Film star Clark Gable once called author Margaret Mitchell “the most fascinating woman I ever met.”
I’m an Atlanta native, and GONE WITH THE WIND has always been my favorite book and movie. However, I didn’t know much about Margaret Mitchell until I read ROAD TO TARA: The Life of Margaret Mitchell by Anne Edwards.
As I read the book, I found myself agreeing with Gable’s assessment. The many quoted passages in ROAD TO TARA illustrate Mitchell’s terrific gift in captivating her audience and reveal her sharp grasp of publishing legalities.
This book became a map for a spiritual quest. I visited several Atlanta tourist spots associated with Miss Mitchell, including her tiny apartment where she wrote GWTW, her grave, and a GONE WITH THE WIND museum.
The more I learned about her, the more I felt called to narrate this audiobook. I hosted a webinar for other narrators to learn with me how to acquire audio rights and then negotiated the licensing with the publisher.
In preparing for my recording sessions, I found a radio interview with author Anne Edwards. She said that in order to write a biography, you need a question to answer or a mystery to solve about a person.
Narrating this biography raised a particular question for me: What did Margaret Mitchell sound like?
My research led me to the answer in the archives at the Hargrett Rare Book and Manuscript Library at the University of Georgia. I finally was able to listen to the recording made at the 1939 Atlanta movie premiere!
What’s more, I eagerly read the voluminous legal correspondence related to the first “talking book” of GWTW! The federal government initiated the non-profit Talking Books program in 1933 to create audio editions of the most popular books for use by visually impaired citizens.

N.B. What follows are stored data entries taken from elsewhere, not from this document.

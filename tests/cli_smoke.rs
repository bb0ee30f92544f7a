//! CLI smoke tests - verify the commands that work without network access.
//!
//! These tests run the compiled binary against temporary config files and
//! verify exit codes and output.

use std::path::Path;
use std::process::Command;
use tempfile::tempdir;

const ENV_OVERRIDES: &[&str] = &[
    "GROUPWATCH_TELEGRAM_TOKEN",
    "TELEGRAM_BOT_TOKEN",
    "GROUPWATCH_ALLOWED_CHAT_ID",
    "ALLOWED_GROUP_ID",
    "GROUPWATCH_MONITORING_CHANNEL_ID",
    "TELEGRAM_MONITORING_CHANNEL_ID",
    "GROUPWATCH_GENERATION_API_KEY",
    "GROUPWATCH_GENERATION_API_BASE",
    "GROUPWATCH_GENERATION_MODEL",
    "GROUPWATCH_REPLIES_ENABLED",
    "GROUPWATCH_ALERT_LOG_PATH",
];

/// Helper: run groupwatch with given args and return (exit_code, stdout, stderr).
fn run_cli(args: &[&str]) -> (i32, String, String) {
    let bin = env!("CARGO_BIN_EXE_groupwatch");
    let mut cmd = Command::new(bin);
    cmd.args(args).env("RUST_LOG", "off");
    for key in ENV_OVERRIDES {
        cmd.env_remove(key);
    }
    let output = cmd.output().expect("failed to execute groupwatch binary");
    let code = output.status.code().unwrap_or(-1);
    let stdout = String::from_utf8_lossy(&output.stdout).to_string();
    let stderr = String::from_utf8_lossy(&output.stderr).to_string();
    (code, stdout, stderr)
}

fn write_config(dir: &Path, json: &str) -> String {
    let path = dir.join("config.json");
    std::fs::write(&path, json).unwrap();
    path.to_string_lossy().into_owned()
}

// ============================================================================
// Help & Version
// ============================================================================

#[test]
fn cli_no_args_shows_help() {
    let (code, stdout, _stderr) = run_cli(&[]);
    assert_eq!(code, 0);
    assert!(stdout.contains("Usage:"));
    assert!(stdout.contains("groupwatch"));
}

#[test]
fn cli_version_command() {
    let (code, stdout, _stderr) = run_cli(&["version"]);
    assert_eq!(code, 0);
    assert!(stdout.contains("groupwatch"));
    assert!(stdout.contains('.'));
}

// ============================================================================
// Config
// ============================================================================

#[test]
fn cli_config_check_reports_unknown_field() {
    let dir = tempdir().unwrap();
    let path = write_config(
        dir.path(),
        r#"{"telegram": {"token": "1:x"}, "monitor": {"allowed_chat_id": "-1", "histroy_capacity": 5}}"#,
    );
    let (code, stdout, _stderr) = run_cli(&["config", "check", "--config", &path]);
    assert_eq!(code, 0);
    assert!(stdout.contains("Config file:"));
    assert!(
        stdout.contains("did you mean 'history_capacity'?"),
        "unexpected output: {}",
        stdout
    );
}

#[test]
fn cli_config_check_invalid_json() {
    let dir = tempdir().unwrap();
    let path = write_config(dir.path(), "{ not json");
    let (code, stdout, _stderr) = run_cli(&["config", "check", "--config", &path]);
    assert_eq!(code, 0);
    assert!(stdout.contains("[ERROR] Invalid JSON"));
}

#[test]
fn cli_config_show_masks_secrets() {
    let dir = tempdir().unwrap();
    let path = write_config(
        dir.path(),
        r#"{"telegram": {"token": "123:secret"}, "generation": {"api_key": "sk-secret"}}"#,
    );
    let (code, stdout, _stderr) = run_cli(&["config", "show", "--config", &path]);
    assert_eq!(code, 0);
    assert!(!stdout.contains("secret"));
    assert!(stdout.contains("********"));
    assert!(stdout.contains("\"history_capacity\": 100"));
}

// ============================================================================
// Alerts
// ============================================================================

#[test]
fn cli_alerts_without_log() {
    let dir = tempdir().unwrap();
    let log = dir.path().join("alerts.log");
    let path = write_config(
        dir.path(),
        &format!(
            r#"{{"triggers": {{"alert_log_path": {}}}}}"#,
            serde_json::to_string(&log.to_string_lossy()).unwrap()
        ),
    );
    let (code, stdout, _stderr) = run_cli(&["alerts", "--config", &path]);
    assert_eq!(code, 0);
    assert!(stdout.contains("No trigger alerts recorded"));
}

#[test]
fn cli_alerts_shows_latest_records() {
    let dir = tempdir().unwrap();
    let log = dir.path().join("alerts.log");
    std::fs::write(
        &log,
        "[t1] TRIGGER ALERT\nMessage: one\n---\n[t2] TRIGGER ALERT\nMessage: two\n---\n",
    )
    .unwrap();
    let path = write_config(
        dir.path(),
        &format!(
            r#"{{"triggers": {{"alert_log_path": {}}}}}"#,
            serde_json::to_string(&log.to_string_lossy()).unwrap()
        ),
    );
    let (code, stdout, _stderr) = run_cli(&["alerts", "--limit", "1", "--config", &path]);
    assert_eq!(code, 0);
    assert!(stdout.contains("Message: two"));
    assert!(!stdout.contains("Message: one"));
}

// ============================================================================
// Run
// ============================================================================

#[test]
fn cli_run_without_token_fails() {
    let dir = tempdir().unwrap();
    let path = write_config(dir.path(), "{}");
    let (code, _stdout, stderr) = run_cli(&["run", "--config", &path]);
    assert_ne!(code, 0);
    assert!(
        stderr.contains("No Telegram bot token configured"),
        "unexpected stderr: {}",
        stderr
    );
}
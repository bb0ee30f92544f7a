//! Built-in fan-out consumers: the live feed and the auto-forward distributor.

use async_trait::async_trait;
use futures::future::BoxFuture;
use std::panic::{catch_unwind, AssertUnwindSafe};
use std::sync::atomic::{AtomicU64, Ordering};
use std::sync::Arc;
use tokio::sync::RwLock;
use tracing::{debug, error};

use super::{Consumer, Message};
use crate::error::Result;
use crate::utils::string::preview;

/// Characters of message text shown in the live feed.
pub const LIVE_FEED_PREVIEW_CHARS: usize = 150;
/// Characters of message text carried by auto-forwarded messages.
pub const FORWARD_PREVIEW_CHARS: usize = 200;

/// Receives one formatted live-feed entry.
pub type FeedCallback = Arc<dyn Fn(&str) + Send + Sync>;

/// Delivers one formatted forward text somewhere (usually another chat).
pub type Distributor = Arc<dyn Fn(String) -> BoxFuture<'static, Result<()>> + Send + Sync>;

/// Handle returned by [`LiveFeed::add_callback`].
#[derive(Debug, Clone, Copy, PartialEq, Eq, Hash)]
pub struct FeedCallbackId(u64);

fn sender_line(message: &Message) -> String {
    match &message.from_handle {
        Some(handle) => format!("{} {}", message.from_display_name, handle),
        None => message.from_display_name.clone(),
    }
}

/// Format a message for the live feed.
///
/// ```text
/// [14:03:27] 📨 Ops Chat
/// 👤 Ada Lovelace @ada
/// 💬 need urgent help
/// ```
pub fn format_live_entry(message: &Message) -> String {
    format!(
        "[{}] 📨 {}\n👤 {}\n💬 {}",
        message.timestamp.format("%H:%M:%S"),
        message.chat_title,
        sender_line(message),
        preview(&message.text, LIVE_FEED_PREVIEW_CHARS)
    )
}

/// Format a message for auto-forwarding.
pub fn format_forward(message: &Message) -> String {
    let body = if message.has_text() {
        preview(&message.text, FORWARD_PREVIEW_CHARS)
    } else if let Some(kind) = message.media {
        format!("[{}]", kind.as_str())
    } else {
        String::new()
    };
    format!(
        "📨 {} ({})\n👤 {}\n🕐 {}\n💬 {}",
        message.chat_title,
        message.chat_id,
        sender_line(message),
        message.timestamp.format("%Y-%m-%d %H:%M:%S UTC"),
        body
    )
}

// ============================================================================
// Live feed
// ============================================================================

/// Formats every message and hands it to each registered callback.
///
/// A panicking callback is logged and skipped; the others still run.
#[derive(Default)]
pub struct LiveFeed {
    callbacks: RwLock<Vec<(FeedCallbackId, FeedCallback)>>,
    next_id: AtomicU64,
}

impl LiveFeed {
    pub fn new() -> Self {
        Self::default()
    }

    pub async fn add_callback(&self, callback: FeedCallback) -> FeedCallbackId {
        let id = FeedCallbackId(self.next_id.fetch_add(1, Ordering::Relaxed));
        let mut callbacks = self.callbacks.write().await;
        callbacks.push((id, callback));
        debug!(total = callbacks.len(), "Live feed callback added");
        id
    }

    pub async fn remove_callback(&self, id: FeedCallbackId) -> bool {
        let mut callbacks = self.callbacks.write().await;
        let before = callbacks.len();
        callbacks.retain(|(cid, _)| *cid != id);
        let removed = callbacks.len() != before;
        if removed {
            debug!(remaining = callbacks.len(), "Live feed callback removed");
        }
        removed
    }

    pub async fn callback_count(&self) -> usize {
        self.callbacks.read().await.len()
    }
}

#[async_trait]
impl Consumer for LiveFeed {
    fn name(&self) -> &str {
        "live_feed"
    }

    async fn consume(&self, message: Arc<Message>) -> Result<()> {
        let callbacks = self.callbacks.read().await;
        if callbacks.is_empty() {
            return Ok(());
        }
        let entry = format_live_entry(&message);
        for (id, callback) in callbacks.iter() {
            if catch_unwind(AssertUnwindSafe(|| callback(entry.as_str()))).is_err() {
                error!(callback = id.0, "Live feed callback panicked");
            }
        }
        Ok(())
    }
}

// ============================================================================
// Auto-forward
// ============================================================================

/// Forwards every message, formatted, through a single optional distributor.
#[derive(Default)]
pub struct AutoForward {
    distributor: RwLock<Option<Distributor>>,
}

impl AutoForward {
    pub fn new() -> Self {
        Self::default()
    }

    /// Install (or replace) the distributor.
    pub async fn set_distributor(&self, distributor: Distributor) {
        *self.distributor.write().await = Some(distributor);
        debug!("Message distributor installed");
    }

    pub async fn clear_distributor(&self) {
        *self.distributor.write().await = None;
    }

    pub async fn has_distributor(&self) -> bool {
        self.distributor.read().await.is_some()
    }
}

#[async_trait]
impl Consumer for AutoForward {
    fn name(&self) -> &str {
        "auto_forward"
    }

    async fn consume(&self, message: Arc<Message>) -> Result<()> {
        let distributor = self.distributor.read().await.clone();
        match distributor {
            Some(distribute) => distribute(format_forward(&message)).await,
            None => Ok(()),
        }
    }
}
//! Reply pipeline
//!
//! Turns an accepted message into a reply sent back to its chat:
//!
//! 1. If a generation backend is configured and its circuit is not open,
//!    ask it for a reply, bounded by the generation timeout.
//! 2. On timeout, failure, panic, empty output, an open circuit or no backend at
//!    all, build a templated reply with [`FallbackGenerator`].
//! 3. Send the reply through the adapter, tagged as a reply to the inbound
//!    message. A failed send is logged and abandoned.

pub mod circuit;
pub mod templates;

pub use circuit::{CircuitBreaker, CircuitState};
pub use templates::{FallbackGenerator, ReplyCategory};

use futures::FutureExt;
use serde::Serialize;
use std::panic::AssertUnwindSafe;
use std::sync::atomic::{AtomicBool, Ordering};
use std::sync::Arc;
use std::time::Duration;
use tracing::{debug, error, info, warn};

use crate::bus::message::UNKNOWN_ID;
use crate::bus::Message;
use crate::channels::{send_with_timeout, ChatAdapter, SendReceipt};
use crate::config::ReplyConfig;
use crate::error::GenerationError;
use crate::providers::GenerationBackend;

/// Where the reply text came from.
#[derive(Debug, Clone, Copy, PartialEq, Eq, Serialize)]
#[serde(rename_all = "lowercase")]
pub enum ReplySource {
    Generated,
    Fallback,
}

/// The reply produced for one inbound message.
#[derive(Debug, Clone)]
pub struct ReplyOutcome {
    pub text: String,
    pub source: ReplySource,
    /// Message the reply answers; `None` when the inbound id was unknown
    pub reply_to: Option<String>,
    /// `None` when sending failed
    pub receipt: Option<SendReceipt>,
}

impl ReplyOutcome {
    pub fn delivered(&self) -> bool {
        self.receipt.is_some()
    }
}

/// Primary generation with circuit breaker, timeout and templated fallback.
pub struct ReplyPipeline {
    backend: Option<Arc<dyn GenerationBackend>>,
    breaker: CircuitBreaker,
    fallback: FallbackGenerator,
    generation_timeout: Duration,
    send_timeout: Duration,
    context_messages: usize,
    enabled: AtomicBool,
}

impl ReplyPipeline {
    pub fn new(
        config: &ReplyConfig,
        send_timeout: Duration,
        backend: Option<Arc<dyn GenerationBackend>>,
    ) -> Self {
        Self {
            backend,
            breaker: CircuitBreaker::new(config.breaker_threshold, config.breaker_cooldown_secs),
            fallback: FallbackGenerator::new(),
            generation_timeout: Duration::from_secs(config.generation_timeout_secs),
            send_timeout,
            context_messages: config.context_messages,
            enabled: AtomicBool::new(config.enabled),
        }
    }

    pub fn is_enabled(&self) -> bool {
        self.enabled.load(Ordering::Relaxed)
    }

    pub fn set_enabled(&self, enabled: bool) {
        let prev = self.enabled.swap(enabled, Ordering::Relaxed);
        if prev != enabled {
            info!(enabled, "Auto-reply switched");
        }
    }

    pub fn has_backend(&self) -> bool {
        self.backend.is_some()
    }

    pub fn breaker(&self) -> &CircuitBreaker {
        &self.breaker
    }

    /// How many recent messages of the chat are passed to the backend.
    pub fn context_messages(&self) -> usize {
        self.context_messages
    }

    async fn try_backend(
        &self,
        message: &Message,
        history: &[Arc<Message>],
    ) -> Result<String, GenerationError> {
        let backend = self.backend.as_ref().ok_or(GenerationError::Unavailable)?;
        if !self.breaker.allows_request() {
            return Err(GenerationError::Unavailable);
        }

        let call = AssertUnwindSafe(backend.generate(message, history)).catch_unwind();
        let result = match tokio::time::timeout(self.generation_timeout, call).await {
            Ok(Ok(Ok(text))) if text.trim().is_empty() => Err(GenerationError::EmptyResponse),
            Ok(Ok(result)) => result,
            Ok(Err(_)) => {
                error!(backend = backend.name(), "Generation backend panicked");
                Err(GenerationError::Unknown(format!(
                    "{} panicked during generation",
                    backend.name()
                )))
            }
            Err(_) => Err(GenerationError::Timeout(format!(
                "{} did not answer within {:?}",
                backend.name(),
                self.generation_timeout
            ))),
        };

        match &result {
            Ok(_) => self.breaker.record_success(),
            Err(e) if e.counts_as_backend_failure() => self.breaker.record_failure(),
            Err(_) => {}
        }
        result
    }

    /// Produce reply text without sending it. Never empty.
    pub async fn compose(&self, message: &Message, history: &[Arc<Message>]) -> (String, ReplySource) {
        match self.try_backend(message, history).await {
            Ok(text) => (text, ReplySource::Generated),
            Err(e) => {
                if matches!(e, GenerationError::Unavailable) {
                    debug!(message_id = %message.id, "No backend available, using fallback reply");
                } else {
                    warn!(
                        message_id = %message.id,
                        error = %e,
                        "Generation failed, using fallback reply"
                    );
                }
                let text = self
                    .fallback
                    .generate(&message.text, &message.from_display_name);
                (text, ReplySource::Fallback)
            }
        }
    }

    /// Compose a reply to `message` and send it to the message's chat.
    pub async fn respond(
        &self,
        adapter: &dyn ChatAdapter,
        message: &Message,
        history: &[Arc<Message>],
    ) -> ReplyOutcome {
        let (text, source) = self.compose(message, history).await;
        let reply_to = (message.id != UNKNOWN_ID).then(|| message.id.clone());

        let receipt = match send_with_timeout(
            adapter,
            self.send_timeout,
            &message.chat_id,
            &text,
            reply_to.as_deref(),
        )
        .await
        {
            Ok(receipt) => {
                info!(
                    chat_id = %message.chat_id,
                    reply_to = %message.id,
                    source = ?source,
                    "Reply sent"
                );
                Some(receipt)
            }
            Err(e) => {
                warn!(chat_id = %message.chat_id, error = %e, "Failed to send reply");
                None
            }
        };

        ReplyOutcome {
            text,
            source,
            reply_to,
            receipt,
        }
    }
}

impl std::fmt::Debug for ReplyPipeline {
    fn fmt(&self, f: &mut std::fmt::Formatter<'_>) -> std::fmt::Result {
        f.debug_struct("ReplyPipeline")
            .field("backend", &self.backend.as_ref().map(|b| b.name().to_string()))
            .field("breaker", &self.breaker)
            .field("generation_timeout", &self.generation_timeout)
            .field("enabled", &self.is_enabled())
            .finish()
    }
}

#[cfg(test)]
mod tests {
    use super::*;
    use crate::error::{Result, WatchError};
    use crate::providers::GenerationResult;
    use async_trait::async_trait;
    use std::sync::atomic::AtomicUsize;
    use std::sync::Mutex;

    struct ScriptedBackend {
        reply: std::result::Result<&'static str, fn() -> GenerationError>,
        delay: Duration,
        calls: AtomicUsize,
    }

    impl ScriptedBackend {
        fn ok(text: &'static str) -> Self {
            Self {
                reply: Ok(text),
                delay: Duration::ZERO,
                calls: AtomicUsize::new(0),
            }
        }

        fn failing() -> Self {
            Self {
                reply: Err(|| GenerationError::ServerError("boom".into())),
                delay: Duration::ZERO,
                calls: AtomicUsize::new(0),
            }
        }
    }

    #[async_trait]
    impl GenerationBackend for ScriptedBackend {
        fn name(&self) -> &str {
            "scripted"
        }

        async fn generate(&self, _: &Message, _: &[Arc<Message>]) -> GenerationResult<String> {
            self.calls.fetch_add(1, Ordering::SeqCst);
            if !self.delay.is_zero() {
                tokio::time::sleep(self.delay).await;
            }
            match &self.reply {
                Ok(text) => Ok(text.to_string()),
                Err(make) => Err(make()),
            }
        }
    }

    #[derive(Default)]
    struct RecordingAdapter {
        sent: Mutex<Vec<(String, String, Option<String>)>>,
        fail: bool,
    }

    #[async_trait]
    impl ChatAdapter for RecordingAdapter {
        fn name(&self) -> &str {
            "recording"
        }
        async fn connect(&self) -> Result<()> {
            Ok(())
        }
        async fn disconnect(&self) -> Result<()> {
            Ok(())
        }
        async fn send(&self, chat: &str, text: &str, reply_to: Option<&str>) -> Result<SendReceipt> {
            if self.fail {
                return Err(WatchError::Send("network down".into()));
            }
            self.sent.lock().unwrap().push((
                chat.to_string(),
                text.to_string(),
                reply_to.map(str::to_string),
            ));
            Ok(SendReceipt::now("900"))
        }
    }

    fn pipeline(backend: Option<Arc<dyn GenerationBackend>>) -> ReplyPipeline {
        let mut config = ReplyConfig::default();
        config.generation_timeout_secs = 1;
        ReplyPipeline::new(&config, Duration::from_secs(1), backend)
    }

    fn inbound(text: &str) -> Message {
        let mut m = Message::new("42", "g1", text);
        m.from_display_name = "Ada".into();
        m
    }

    #[tokio::test]
    async fn test_generated_reply_is_sent_as_reply() {
        let backend = Arc::new(ScriptedBackend::ok("Sure thing"));
        let p = pipeline(Some(backend.clone()));
        let adapter = RecordingAdapter::default();

        let outcome = p.respond(&adapter, &inbound("can you help?"), &[]).await;
        assert_eq!(outcome.source, ReplySource::Generated);
        assert_eq!(outcome.text, "Sure thing");
        assert!(outcome.delivered());

        let sent = adapter.sent.lock().unwrap();
        assert_eq!(sent.len(), 1);
        assert_eq!(sent[0], ("g1".into(), "Sure thing".into(), Some("42".into())));
    }

    #[tokio::test]
    async fn test_no_backend_uses_fallback() {
        let p = pipeline(None);
        let (text, source) = p.compose(&inbound("спасибо"), &[]).await;
        assert_eq!(source, ReplySource::Fallback);
        assert!(text.contains("Ada"));
        assert_eq!(p.breaker().consecutive_failures(), 0);
    }

    #[tokio::test]
    async fn test_failing_backend_falls_back_and_trips_breaker() {
        let backend = Arc::new(ScriptedBackend::failing());
        let p = pipeline(Some(backend.clone()));

        for _ in 0..5 {
            let (text, source) = p.compose(&inbound("hello"), &[]).await;
            assert_eq!(source, ReplySource::Fallback);
            assert!(!text.is_empty());
        }
        // Three failures open the circuit; later calls skip the backend
        assert_eq!(backend.calls.load(Ordering::SeqCst), 3);
        assert_eq!(p.breaker().state(), CircuitState::Open);
    }

    #[tokio::test]
    async fn test_slow_backend_times_out() {
        let backend = Arc::new(ScriptedBackend {
            delay: Duration::from_secs(5),
            ..ScriptedBackend::ok("too late")
        });
        let p = pipeline(Some(backend));
        let (text, source) = p.compose(&inbound("hi"), &[]).await;
        assert_eq!(source, ReplySource::Fallback);
        assert_ne!(text, "too late");
        assert_eq!(p.breaker().consecutive_failures(), 1);
    }

    struct PanickingBackend;

    #[async_trait]
    impl GenerationBackend for PanickingBackend {
        fn name(&self) -> &str {
            "panicking"
        }

        async fn generate(&self, _: &Message, _: &[Arc<Message>]) -> GenerationResult<String> {
            panic!("backend exploded");
        }
    }

    #[tokio::test]
    async fn test_panicking_backend_falls_back_and_counts_failure() {
        let p = pipeline(Some(Arc::new(PanickingBackend)));
        let adapter = RecordingAdapter::default();

        let outcome = p.respond(&adapter, &inbound("hello"), &[]).await;
        assert_eq!(outcome.source, ReplySource::Fallback);
        assert!(outcome.delivered());
        assert_eq!(p.breaker().consecutive_failures(), 1);
        assert_eq!(adapter.sent.lock().unwrap().len(), 1);
    }

    #[tokio::test]
    async fn test_blank_generation_falls_back() {
        let p = pipeline(Some(Arc::new(ScriptedBackend::ok("   "))));
        let (_, source) = p.compose(&inbound("hi"), &[]).await;
        assert_eq!(source, ReplySource::Fallback);
    }

    #[tokio::test]
    async fn test_send_failure_is_not_retried() {
        let p = pipeline(None);
        let adapter = RecordingAdapter {
            fail: true,
            ..Default::default()
        };
        let outcome = p.respond(&adapter, &inbound("hi"), &[]).await;
        assert!(!outcome.delivered());
        assert!(!outcome.text.is_empty());
    }

    #[tokio::test]
    async fn test_unknown_message_id_sends_without_reply_tag() {
        let p = pipeline(None);
        let adapter = RecordingAdapter::default();
        let mut msg = inbound("hi");
        msg.id = UNKNOWN_ID.to_string();
        let outcome = p.respond(&adapter, &msg, &[]).await;
        assert!(outcome.reply_to.is_none());
        assert_eq!(adapter.sent.lock().unwrap()[0].2, None);
    }

    #[test]
    fn test_enable_switch() {
        let p = pipeline(None);
        assert!(p.is_enabled());
        p.set_enabled(false);
        assert!(!p.is_enabled());
    }
}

In September 1939, the American Foundation for the Blind (AFB) requested permission to make no more than 300 copies of a GWTW talking book to be produced and distributed on phonograph records. Macmillan President George Brett left the decision to Mitchell. Unlike all other authors before her, Mitchell did not immediately agree to the AFB plan.
Mitchell came from a family of lawyers and asked many questions in a series of long letters. She wanted to ensure the GWTW talking book would maintain copyright protection and not infringe on radio and other rights she had sold to others.
Once her questions were answered satisfactorily, Mitchell granted her permission in June 1940 for AFB to proceed, although with certain stipulations. For instance, she expressly reserved the right to make and sell commercial phonographic records of her novel!
Broadway actress Ann Tyrrell narrated the first GWTW talking book. It ran 40 hours and required 80 LP records and 4 shipping containers!
Those statistics make me appreciate the speed and ease of audiobook acquisition today. ROAD TO TARA: The Life of Margaret Mitchell, which discusses a truly fascinating woman, lasts 14 hours and can be downloaded in about a minute.